Rafael avait accumulé d’énormes dettes à cause de ses jeux d’argent.

Il avait prévu de tromper Maricel, de prendre le contrôle de ses biens, d’accéder à mes économies, puis de disparaître avec sa maîtresse.

Il avait même falsifié des documents pour tenter de transférer la propriété de la maison.

Lors de l’audience, Rafael n’a pas réussi à me regarder dans les yeux.

L’homme qui semblait autrefois tout avoir avait tout perdu à cause de sa cupidité, de ses mensonges et de sa trahison.

Aujourd’hui, Maricel et moi vivons ensemble dans un petit appartement à Quezon City.

Notre vie est beaucoup plus simple désormais.

Mais nous avons quelque chose que nous n’avions peut-être jamais eu auparavant :

une confiance totale l’une envers l’autre.

Certaines personnes m’ont demandé si je regrettais d’avoir appelé la police.

Ma réponse est toujours la même.

— Non.

Parce que si j’étais restée silencieuse, ma fille aurait pu tout perdre.
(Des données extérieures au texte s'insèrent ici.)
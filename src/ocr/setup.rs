use anyhow::{anyhow, Result};
use std::path::{Path, PathBuf};

use crate::paths::get_tesseract_dir;

#[cfg(windows)]
const TESSERACT_EXE: &str = "tesseract.exe";
#[cfg(not(windows))]
const TESSERACT_EXE: &str = "tesseract";

/// Standard install locations of the UB-Mannheim Windows build.
const COMMON_INSTALL_DIRS: [&str; 2] = [
    r"C:\Program Files\Tesseract-OCR",
    r"C:\Program Files (x86)\Tesseract-OCR",
];

#[derive(Debug, Clone)]
pub struct TesseractPaths {
    pub executable: PathBuf,
    /// `None` lets Tesseract use its compiled-in default.
    pub tessdata: Option<PathBuf>,
}

/// Locates Tesseract: explicit override first, then the app-local dir,
/// then PATH, then the common install locations.
pub fn locate_tesseract(override_path: Option<&Path>) -> Result<TesseractPaths> {
    let executable = find_tesseract_executable(override_path)?;
    let tessdata = find_tessdata_dir(&executable);
    Ok(TesseractPaths {
        executable,
        tessdata,
    })
}

/// Finds the Tesseract executable.
pub fn find_tesseract_executable(override_path: Option<&Path>) -> Result<PathBuf> {
    if let Some(path) = override_path {
        if path.exists() {
            return Ok(path.to_path_buf());
        }
        return Err(anyhow!(
            "Configured tesseract_path does not exist: {}",
            path.display()
        ));
    }

    let local_exe = get_tesseract_dir().join(TESSERACT_EXE);
    if local_exe.exists() {
        return Ok(local_exe);
    }

    // Check PATH
    if let Ok(output) = std::process::Command::new("tesseract")
        .arg("--version")
        .output()
    {
        if output.status.success() {
            return Ok(PathBuf::from("tesseract"));
        }
    }

    for dir in &COMMON_INSTALL_DIRS {
        let p = Path::new(dir).join(TESSERACT_EXE);
        if p.exists() {
            return Ok(p);
        }
    }

    Err(anyhow!(
        "Tesseract not found. Install Tesseract-OCR (https://github.com/UB-Mannheim/tesseract/releases), \
         add it to PATH, or set tesseract_path in config.json"
    ))
}

/// Finds a directory containing `eng.traineddata`, if any.
pub fn find_tessdata_dir(executable: &Path) -> Option<PathBuf> {
    let mut candidates: Vec<PathBuf> = Vec::new();

    // Next to the executable (portable installs)
    if let Some(parent) = executable.parent() {
        candidates.push(parent.join("tessdata"));
    }
    candidates.push(get_tesseract_dir().join("tessdata"));

    if let Ok(prefix) = std::env::var("TESSDATA_PREFIX") {
        let prefix = PathBuf::from(prefix);
        candidates.push(prefix.join("tessdata"));
        candidates.push(prefix);
    }

    candidates.extend(COMMON_INSTALL_DIRS.iter().map(|d| Path::new(d).join("tessdata")));

    candidates
        .into_iter()
        .find(|dir| dir.join("eng.traineddata").exists())
}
Je ne me serais jamais pardonné de l’avoir regardée voir sa vie s’écrouler sans rien faire.

Je n’oublierai jamais le jour où je me suis cachée dans ce placard.

C’est le jour où mon cœur s’est brisé.

Mais c’est aussi le jour où j’ai compris qu’une mère doit parfois être assez forte pour sauver son enfant — même lorsque la vérité fait terriblement mal.